Records excerpted from a collection:
'''

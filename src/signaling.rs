//! WebSocket signaling: the SDP/candidate exchange that connects a browser
//! to the stream.
//!
//! One WebSocket connection is one viewer. The browser sends an `offer`,
//! the server replies with a complete (non-trickle) `answer`, and further
//! `candidate` messages from the browser are applied as they arrive.
//! Closing the socket disconnects the viewer.

use crate::config::SignalingConfig;
use crate::errors::{BridgeError, Result};
use crate::webrtc::hub::ViewerHub;
use crate::webrtc::peer::{IceCandidate, SdpType, SessionDescription};
use futures_util::{SinkExt, StreamExt};
use serde::{Deserialize, Serialize};
use std::net::SocketAddr;
use tokio::net::{TcpListener, TcpStream};
use tokio::sync::watch;
use tokio_tungstenite::tungstenite::Message;

/// Messages from the browser.
#[derive(Debug, Clone, Serialize, Deserialize)]
#[serde(tag = "type", rename_all = "snake_case")]
pub enum ClientMessage {
    Offer {
        sdp: String,
    },
    Candidate {
        candidate: String,
        #[serde(default)]
        sdp_mid: Option<String>,
        #[serde(default)]
        sdp_mline_index: Option<u16>,
    },
}

/// Messages to the browser.
#[derive(Debug, Clone, Serialize, Deserialize)]
#[serde(tag = "type", rename_all = "snake_case")]
pub enum ServerMessage {
    Answer { viewer_id: String, sdp: String },
    Error { message: String },
}

/// WebSocket signaling server for one stream hub.
pub struct SignalingServer {
    listener: TcpListener,
    local_addr: SocketAddr,
    hub: ViewerHub,
}

impl SignalingServer {
    /// Bind the listen socket. Port 0 picks an ephemeral port (tests).
    pub async fn bind(config: &SignalingConfig, hub: ViewerHub) -> Result<Self> {
        let addr = format!("{}:{}", config.bind, config.port);
        let listener = TcpListener::bind(&addr)
            .await
            .map_err(|e| BridgeError::Signaling(format!("failed to bind {}: {}", addr, e)))?;
        let local_addr = listener
            .local_addr()
            .map_err(|e| BridgeError::Signaling(format!("no local addr: {}", e)))?;

        log::info!("Signaling server listening on ws://{}", local_addr);
        Ok(Self {
            listener,
            local_addr,
            hub,
        })
    }

    pub fn local_addr(&self) -> SocketAddr {
        self.local_addr
    }

    /// Accept connections until the shutdown flag flips.
    pub async fn run(self, mut shutdown: watch::Receiver<bool>) {
        loop {
            tokio::select! {
                accepted = self.listener.accept() => {
                    match accepted {
                        Ok((stream, peer_addr)) => {
                            log::debug!("Signaling connection from {}", peer_addr);
                            let hub = self.hub.clone();
                            tokio::spawn(async move {
                                if let Err(e) = handle_connection(stream, hub).await {
                                    log::warn!("Signaling connection {} ended: {}", peer_addr, e);
                                }
                            });
                        }
                        Err(e) => {
                            log::warn!("Accept failed: {}", e);
                        }
                    }
                }
                changed = shutdown.changed() => {
                    if changed.is_err() || *shutdown.borrow() {
                        log::info!("Signaling server shutting down");
                        break;
                    }
                }
            }
        }
    }
}

async fn handle_connection(stream: TcpStream, hub: ViewerHub) -> Result<()> {
    let ws = tokio_tungstenite::accept_async(stream)
        .await
        .map_err(|e| BridgeError::Signaling(format!("websocket handshake failed: {}", e)))?;
    let (mut tx, mut rx) = ws.split();

    let mut viewer_id: Option<String> = None;

    while let Some(message) = rx.next().await {
        let message =
            message.map_err(|e| BridgeError::Signaling(format!("websocket error: {}", e)))?;

        let text = match message {
            Message::Text(text) => text,
            Message::Close(_) => break,
            // Ping/pong handled by tungstenite
            _ => continue,
        };

        let reply = match serde_json::from_str::<ClientMessage>(&text) {
            Ok(msg) => dispatch(msg, &hub, &mut viewer_id).await,
            Err(e) => Some(ServerMessage::Error {
                message: format!("unparseable message: {}", e),
            }),
        };

        if let Some(reply) = reply {
            let json = serde_json::to_string(&reply)
                .map_err(|e| BridgeError::Signaling(format!("failed to encode reply: {}", e)))?;
            tx.send(Message::Text(json))
                .await
                .map_err(|e| BridgeError::Signaling(format!("failed to send reply: {}", e)))?;
        }
    }

    // Socket gone: the viewer is gone
    if let Some(id) = viewer_id {
        if let Err(e) = hub.leave(&id).await {
            log::debug!("Viewer {} already removed: {}", id, e);
        }
    }

    Ok(())
}

async fn dispatch(
    msg: ClientMessage,
    hub: &ViewerHub,
    viewer_id: &mut Option<String>,
) -> Option<ServerMessage> {
    match msg {
        ClientMessage::Offer { sdp } => {
            if viewer_id.is_some() {
                return Some(ServerMessage::Error {
                    message: "already joined on this connection".to_string(),
                });
            }

            let offer = SessionDescription {
                sdp_type: SdpType::Offer,
                sdp,
            };
            match hub.join(offer).await {
                Ok((id, answer)) => {
                    *viewer_id = Some(id.clone());
                    Some(ServerMessage::Answer {
                        viewer_id: id,
                        sdp: answer.sdp,
                    })
                }
                Err(e) => {
                    log::warn!("Join failed: {}", e);
                    Some(ServerMessage::Error {
                        message: e.to_string(),
                    })
                }
            }
        }
        ClientMessage::Candidate {
            candidate,
            sdp_mid,
            sdp_mline_index,
        } => {
            let Some(id) = viewer_id.as_ref() else {
                return Some(ServerMessage::Error {
                    message: "candidate before offer".to_string(),
                });
            };

            let Some(viewer) = hub.get_viewer(id).await else {
                return Some(ServerMessage::Error {
                    message: format!("viewer {} no longer connected", id),
                });
            };

            let result = viewer
                .add_ice_candidate(IceCandidate {
                    candidate,
                    sdp_mid,
                    sdp_mline_index,
                })
                .await;

            match result {
                Ok(()) => None,
                Err(e) => Some(ServerMessage::Error {
                    message: e.to_string(),
                }),
            }
        }
    }
}

#[cfg(test)]
mod tests {
    use super::*;

    #[test]
    fn test_client_message_parsing() {
        let offer: ClientMessage =
            serde_json::from_str(r#"{"type":"offer","sdp":"v=0"}"#).unwrap();
        assert!(matches!(offer, ClientMessage::Offer { ref sdp } if sdp == "v=0"));

        let candidate: ClientMessage = serde_json::from_str(
            r#"{"type":"candidate","candidate":"candidate:1 1 UDP 1 10.0.0.1 5000 typ host","sdp_mid":"0"}"#,
        )
        .unwrap();
        assert!(matches!(
            candidate,
            ClientMessage::Candidate { sdp_mline_index: None, .. }
        ));
    }

    #[test]
    fn test_server_message_encoding() {
        let answer = ServerMessage::Answer {
            viewer_id: "abc".to_string(),
            sdp: "v=0".to_string(),
        };
        let json = serde_json::to_string(&answer).unwrap();
        assert!(json.contains(r#""type":"answer""#));
        assert!(json.contains(r#""viewer_id":"abc""#));

        let error = ServerMessage::Error {
            message: "nope".to_string(),
        };
        let json = serde_json::to_string(&error).unwrap();
        assert!(json.contains(r#""type":"error""#));
    }

    #[test]
    fn test_unknown_message_rejected() {
        let parsed = serde_json::from_str::<ClientMessage>(r#"{"type":"subscribe"}"#);
        assert!(parsed.is_err());
    }
}
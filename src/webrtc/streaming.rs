use crate::convert;
use crate::device::FrameReceiver;
use crate::errors::{BridgeError, Result};
use crate::timing::{FrameThrottle, PTSClock};
use crate::types::VideoFrame;
use bytes::Bytes;
use openh264::encoder::{Encoder, FrameType};
use openh264::formats::YUVBuffer;
use serde::{Deserialize, Serialize};
use std::sync::atomic::{AtomicBool, AtomicU64, Ordering};
use std::sync::Arc;
use std::time::Duration;
use tokio::sync::{broadcast, RwLock};
use webrtc::media::Sample;
use webrtc::track::track_local::track_local_static_sample::TrackLocalStaticSample;

/// Keyframe cadence in seconds of stream time.
const KEYFRAME_INTERVAL_SECS: u64 = 2;

/// Stream configuration
#[derive(Debug, Clone, Serialize, Deserialize)]
pub struct StreamConfig {
    /// Target bitrate in bps
    pub bitrate: u32,
    /// Output frame rate cap; 0 forwards at the device rate
    pub max_fps: u32,
    /// Stream width
    pub width: u32,
    /// Stream height
    pub height: u32,
}

impl Default for StreamConfig {
    fn default() -> Self {
        Self {
            bitrate: 2_000_000, // 2 Mbps
            max_fps: 30,
            width: 1280,
            height: 720,
        }
    }
}

/// Frame source mode
#[derive(Debug, Clone, PartialEq, Serialize, Deserialize)]
pub enum StreamMode {
    /// Read from the loopback device
    Device,
    /// Generate a deterministic test pattern, for offline runs
    SyntheticTest,
}

/// An H.264 access unit ready for delivery.
#[derive(Debug, Clone)]
pub struct EncodedFrame {
    pub data: Vec<u8>,
    pub timestamp_ms: u64,
    pub keyframe: bool,
    pub width: u32,
    pub height: u32,
}

/// H.264 encoder for the forwarding loop.
///
/// Wraps openh264 and tracks geometry so the streamer can rebuild it when
/// the device changes resolution mid-stream.
pub struct H264Encoder {
    encoder: Encoder,
    width: u32,
    height: u32,
    frame_count: u64,
}

impl H264Encoder {
    pub fn new(width: u32, height: u32) -> Result<Self> {
        let encoder = Encoder::new()
            .map_err(|e| BridgeError::Encoding(format!("failed to create H.264 encoder: {}", e)))?;

        Ok(Self {
            encoder,
            width,
            height,
            frame_count: 0,
        })
    }

    pub fn width(&self) -> u32 {
        self.width
    }

    pub fn height(&self) -> u32 {
        self.height
    }

    /// Encode one I420 frame to an H.264 access unit.
    pub fn encode_i420(&mut self, i420: Vec<u8>, timestamp_ms: u64) -> Result<EncodedFrame> {
        let expected = (self.width * self.height * 3 / 2) as usize;
        if i420.len() != expected {
            return Err(BridgeError::Encoding(format!(
                "I420 buffer is {} bytes, expected {} for {}x{}",
                i420.len(),
                expected,
                self.width,
                self.height
            )));
        }

        let yuv = YUVBuffer::from_vec(i420, self.width as usize, self.height as usize);
        let bitstream = self
            .encoder
            .encode(&yuv)
            .map_err(|e| BridgeError::Encoding(format!("H.264 encoding failed: {}", e)))?;

        self.frame_count += 1;
        let keyframe = matches!(bitstream.frame_type(), FrameType::IDR | FrameType::I);

        Ok(EncodedFrame {
            data: bitstream.to_vec(),
            timestamp_ms,
            keyframe,
            width: self.width,
            height: self.height,
        })
    }

    /// Force the next frame to be a keyframe.
    pub fn force_keyframe(&mut self) {
        self.encoder.force_intra_frame();
    }
}

#[derive(Debug, Default)]
struct FrameCounters {
    forwarded: AtomicU64,
    dropped: AtomicU64,
}

/// Forwarding loop: loopback frames in, H.264 samples out.
#[derive(Clone)]
pub struct LoopbackStreamer {
    stream_name: String,
    config: Arc<RwLock<StreamConfig>>,
    frame_sender: Arc<broadcast::Sender<EncodedFrame>>,
    is_streaming: Arc<RwLock<bool>>,
    paused: Arc<RwLock<bool>>,
    mode: Arc<RwLock<StreamMode>>,
    tracks: Arc<RwLock<Vec<(String, Arc<TrackLocalStaticSample>)>>>,
    keyframe_requested: Arc<AtomicBool>,
    failure_count: Arc<RwLock<u32>>,
    max_failures: u32,
    counters: Arc<FrameCounters>,
    clock: PTSClock,
}
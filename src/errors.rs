use thiserror::Error;

/// Crate-wide error type for the loopback-to-WebRTC bridge.
///
/// Failures here are surfaced to the operator as human-readable messages;
/// there is no programmatic recovery beyond the streamer's retry counter.
#[derive(Debug, Error)]
pub enum BridgeError {
    #[error("configuration error: {0}")]
    Config(String),

    #[error("v4l2loopback kernel module not loaded: {0}")]
    ModuleNotLoaded(String),

    #[error("loopback device not enrolled: {0}")]
    NotEnrolled(String),

    #[error("device error: {0}")]
    Device(String),

    #[error("capture error: {0}")]
    Capture(String),

    #[error("pixel format conversion error: {0}")]
    Convert(String),

    #[error("encoding error: {0}")]
    Encoding(String),

    #[error("stream error: {0}")]
    Stream(String),

    #[error("webrtc error: {0}")]
    WebRtc(String),

    #[error("signaling error: {0}")]
    Signaling(String),

    #[error("io error: {0}")]
    Io(#[from] std::io::Error),
}

pub type Result<T> = std::result::Result<T, BridgeError>;
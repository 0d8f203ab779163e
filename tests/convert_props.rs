//! Property-based tests for the pixel conversion paths.
//!
//! These verify the size invariants and color laws that the forwarding
//! loop depends on, with proptest generating frame geometry and content.

use loopcast::convert::{rgb_to_i420, resize_rgb, yuyv_to_i420, yuyv_to_rgb};
use proptest::prelude::*;

/// Even dimensions in a range small enough to keep the test fast.
fn even_dims() -> impl Strategy<Value = (u32, u32)> {
    ((1u32..32).prop_map(|w| w * 2), (1u32..24).prop_map(|h| h * 2))
}

proptest! {
    /// I420 output is always exactly w*h*3/2 for valid YUYV input.
    #[test]
    fn i420_size_law((width, height) in even_dims(), fill in any::<u8>()) {
        let yuyv = vec![fill; (width * height * 2) as usize];
        let i420 = yuyv_to_i420(&yuyv, width, height).unwrap();
        prop_assert_eq!(i420.len() as u32, width * height * 3 / 2);
    }

    /// Uniform YUYV input produces uniform planes: every luma byte equals
    /// the input Y, every chroma byte equals the input U/V.
    #[test]
    fn uniform_input_uniform_planes(
        (width, height) in even_dims(),
        y in any::<u8>(),
        u in any::<u8>(),
        v in any::<u8>(),
    ) {
        let pixels = (width * height / 2) as usize;
        let mut yuyv = Vec::with_capacity(pixels * 4);
        for _ in 0..pixels {
            yuyv.extend_from_slice(&[y, u, y, v]);
        }

        let i420 = yuyv_to_i420(&yuyv, width, height).unwrap();
        let y_size = (width * height) as usize;
        let uv_size = y_size / 4;

        prop_assert!(i420[..y_size].iter().all(|&b| b == y));
        prop_assert!(i420[y_size..y_size + uv_size].iter().all(|&b| b == u));
        prop_assert!(i420[y_size + uv_size..].iter().all(|&b| b == v));
    }

    /// RGB output has the right size and wrong-size input is rejected.
    #[test]
    fn rgb_size_law((width, height) in even_dims()) {
        let yuyv = vec![128u8; (width * height * 2) as usize];
        let rgb = yuyv_to_rgb(&yuyv, width, height).unwrap();
        prop_assert_eq!(rgb.len() as u32, width * height * 3);

        prop_assert!(yuyv_to_rgb(&yuyv[1..], width, height).is_err());
    }

    /// Gray values survive RGB -> I420 -> (via YUYV layout) within
    /// BT.601 studio-swing tolerance: chroma stays neutral.
    #[test]
    fn gray_keeps_neutral_chroma(
        (width, height) in even_dims(),
        gray in 20u8..235,
    ) {
        let rgb = vec![gray; (width * height * 3) as usize];
        let i420 = rgb_to_i420(&rgb, width, height).unwrap();

        let y_size = (width * height) as usize;
        for &c in &i420[y_size..] {
            prop_assert!((c as i32 - 128).abs() <= 1, "chroma {} not neutral", c);
        }
    }

    /// Primary-color round trip: YUYV -> RGB -> I420 keeps luma ordering.
    /// Brighter input luma never becomes darker output luma.
    #[test]
    fn luma_is_monotone(y_lo in 30u8..100, y_delta in 20u8..100) {
        let y_hi = y_lo.saturating_add(y_delta);
        let make = |y: u8| -> u8 {
            // One 2x2 frame at the given luma, neutral chroma
            let yuyv = vec![y, 128, y, 128, y, 128, y, 128];
            let rgb = yuyv_to_rgb(&yuyv, 2, 2).unwrap();
            let back = rgb_to_i420(&rgb, 2, 2).unwrap();
            back[0]
        };
        prop_assert!(make(y_hi) >= make(y_lo));
    }

    /// Resizing to the same geometry is the identity; to half geometry it
    /// produces exactly the smaller buffer.
    #[test]
    fn resize_geometry_law((width, height) in even_dims(), fill in any::<u8>()) {
        let rgb = vec![fill; (width * height * 3) as usize];

        let same = resize_rgb(rgb.clone(), width, height, width, height).unwrap();
        prop_assert_eq!(&same, &rgb);

        let half = resize_rgb(rgb, width, height, width / 2, height / 2).unwrap();
        prop_assert_eq!(half.len() as u32, (width / 2) * (height / 2) * 3);
    }
}

#[test]
fn test_known_color_bt601() {
    // Pure white in YUYV studio swing: Y=235, U=V=128
    let yuyv = vec![235, 128, 235, 128, 235, 128, 235, 128];
    let rgb = yuyv_to_rgb(&yuyv, 2, 2).unwrap();
    for &channel in &rgb {
        assert!(channel >= 250, "white channel {} too dark", channel);
    }

    // Pure black: Y=16, U=V=128
    let yuyv = vec![16, 128, 16, 128, 16, 128, 16, 128];
    let rgb = yuyv_to_rgb(&yuyv, 2, 2).unwrap();
    for &channel in &rgb {
        assert!(channel <= 5, "black channel {} too bright", channel);
    }
}
//! loopcast: republish a v4l2loopback video feed as a WebRTC stream.
//!
//! A loopback device (created with `modprobe v4l2loopback video_nr=<ids>`)
//! carries frames written by some producer; loopcast opens that device,
//! reads the YUYV frames, encodes them as H.264, and serves them to
//! browsers over WebRTC with a small WebSocket signaling endpoint.
//!
//! # Usage
//! ```bash
//! sudo modprobe v4l2loopback video_nr=2
//! loopcast --config streams.yaml --stream zed
//! ```
//!
//! with a catalog like:
//! ```yaml
//! streams:
//!   zed:
//!     device: 2
//!     width: 1280
//!     height: 720
//!     fps: 30
//! signaling:
//!   port: 8443
//! ```
//!
//! The heavy lifting (ICE, DTLS, SRTP, RTP packetization) is the webrtc
//! crate's job; this crate is the glue between the kernel device and that
//! stack: verification, format negotiation, conversion, encoding, pacing.

pub mod config;
pub mod convert;
pub mod device;
pub mod errors;
pub mod signaling;
pub mod timing;
pub mod types;
pub mod webrtc;

// Re-exports for convenience
pub use config::{StreamCatalog, StreamProfile};
pub use device::{LoopbackDevice, LoopbackModule};
pub use errors::{BridgeError, Result};
pub use types::{DeviceSummary, StreamFormat, VideoFrame};
pub use crate::webrtc::{LoopbackStreamer, StreamConfig, ViewerHub};
// Operator tool for inspecting loopback devices before running the node.

use loopcast::config::StreamProfile;
use loopcast::device::{self, LoopbackDevice, LoopbackModule};
use loopcast::{convert, VideoFrame};
use std::env;

fn main() -> anyhow::Result<()> {
    env_logger::init();

    let args: Vec<String> = env::args().collect();
    if args.len() < 2 {
        eprintln!("Usage: loopcast-cli <command> [args]");
        eprintln!("Commands:");
        eprintln!("  list-devices [--json]            list /dev/video* nodes");
        eprintln!("  check <id>                       verify v4l2loopback enrollment");
        eprintln!("  probe <id> [--json] [--snapshot <out.png>]");
        std::process::exit(1);
    }

    let command = &args[1];
    match command.as_str() {
        "list-devices" => cmd_list_devices(&args),
        "check" => cmd_check(&args),
        "probe" => cmd_probe(&args),
        _ => {
            eprintln!("Unknown command: {}", command);
            std::process::exit(1);
        }
    }
}

fn cmd_list_devices(args: &[String]) -> anyhow::Result<()> {
    let devices = device::list_video_devices();
    if args.contains(&"--json".to_string()) {
        println!("{}", serde_json::to_string(&devices)?);
    } else if devices.is_empty() {
        println!("No V4L2 devices found");
    } else {
        for d in devices {
            println!("{}", d);
        }
    }
    Ok(())
}

fn cmd_check(args: &[String]) -> anyhow::Result<()> {
    let id = parse_device_id(args)?;
    let module = LoopbackModule::default();

    match module.verify(id) {
        Ok(()) => {
            println!("Device {} enrolled (ids: {:?})", id, module.enrolled_ids()?);
            Ok(())
        }
        Err(e) => {
            eprintln!("{}", e);
            std::process::exit(1);
        }
    }
}

fn cmd_probe(args: &[String]) -> anyhow::Result<()> {
    let id = parse_device_id(args)?;
    let snapshot = args
        .iter()
        .position(|a| a == "--snapshot")
        .and_then(|i| args.get(i + 1))
        .cloned();

    let profile = StreamProfile {
        device: id,
        width: 1280,
        height: 720,
        fps: 0,
        label: None,
    };
    let mut dev = LoopbackDevice::open(id, &profile)?;

    if args.contains(&"--json".to_string()) {
        println!("{}", serde_json::to_string(dev.summary())?);
    } else {
        let summary = dev.summary();
        println!("Path:          {}", summary.path);
        println!("Driver:        {}", summary.driver);
        println!("Card:          {}", summary.card);
        println!("Video capture: {}", summary.video_capture);
        println!("Read/write:    {}", summary.read_write);
        println!("Streaming:     {}", summary.streaming);
        println!("Format:        {}", dev.format());
    }

    if let Some(path) = snapshot {
        let frame = dev.capture_one()?;
        save_snapshot(&frame, &path)?;
        println!("Snapshot saved to {}", path);
    }

    Ok(())
}

fn save_snapshot(frame: &VideoFrame, path: &str) -> anyhow::Result<()> {
    let rgb = convert::yuyv_to_rgb(&frame.data, frame.width, frame.height)?;
    let img = image::RgbImage::from_raw(frame.width, frame.height, rgb)
        .ok_or_else(|| anyhow::anyhow!("snapshot buffer mismatch"))?;
    img.save(path)?;
    Ok(())
}

fn parse_device_id(args: &[String]) -> anyhow::Result<u32> {
    let id = args
        .get(2)
        .filter(|a| !a.starts_with("--"))
        .ok_or_else(|| anyhow::anyhow!("device id required"))?;
    id.parse()
        .map_err(|_| anyhow::anyhow!("invalid device id '{}'", id))
}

'''

- **Directions for this task**
Nothing but the lines from the first line of the data through the line with "String, sdp: String" should be returned, exactly as they appear, both ends included.

- **Finished exercise**
filename src/signaling.rs
//! WebSocket signaling: the SDP/candidate exchange that connects a browser
//! to the stream.
//!
//! One WebSocket connection is one viewer. The browser sends an `offer`,
//! the server replies with a complete (non-trickle) `answer`, and further
//! `candidate` messages from the browser are applied as they arrive.
//! Closing the socket disconnects the viewer.

use crate::config::SignalingConfig;
use crate::errors::{BridgeError, Result};
use crate::webrtc::hub::ViewerHub;
use crate::webrtc::peer::{IceCandidate, SdpType, SessionDescription};
use futures_util::{SinkExt, StreamExt};
use serde::{Deserialize, Serialize};
use std::net::SocketAddr;
use tokio::net::{TcpListener, TcpStream};
use tokio::sync::watch;
use tokio_tungstenite::tungstenite::Message;

/// Messages from the browser.
#[derive(Debug, Clone, Serialize, Deserialize)]
#[serde(tag = "type", rename_all = "snake_case")]
pub enum ClientMessage {
    Offer {
        sdp: String,
    },
    Candidate {
        candidate: String,
        #[serde(default)]
        sdp_mid: Option<String>,
        #[serde(default)]
        sdp_mline_index: Option<u16>,
    },
}

/// Messages to the browser.
#[derive(Debug, Clone, Serialize, Deserialize)]
#[serde(tag = "type", rename_all = "snake_case")]
pub enum ServerMessage {
    Answer { viewer_id: String, sdp: String },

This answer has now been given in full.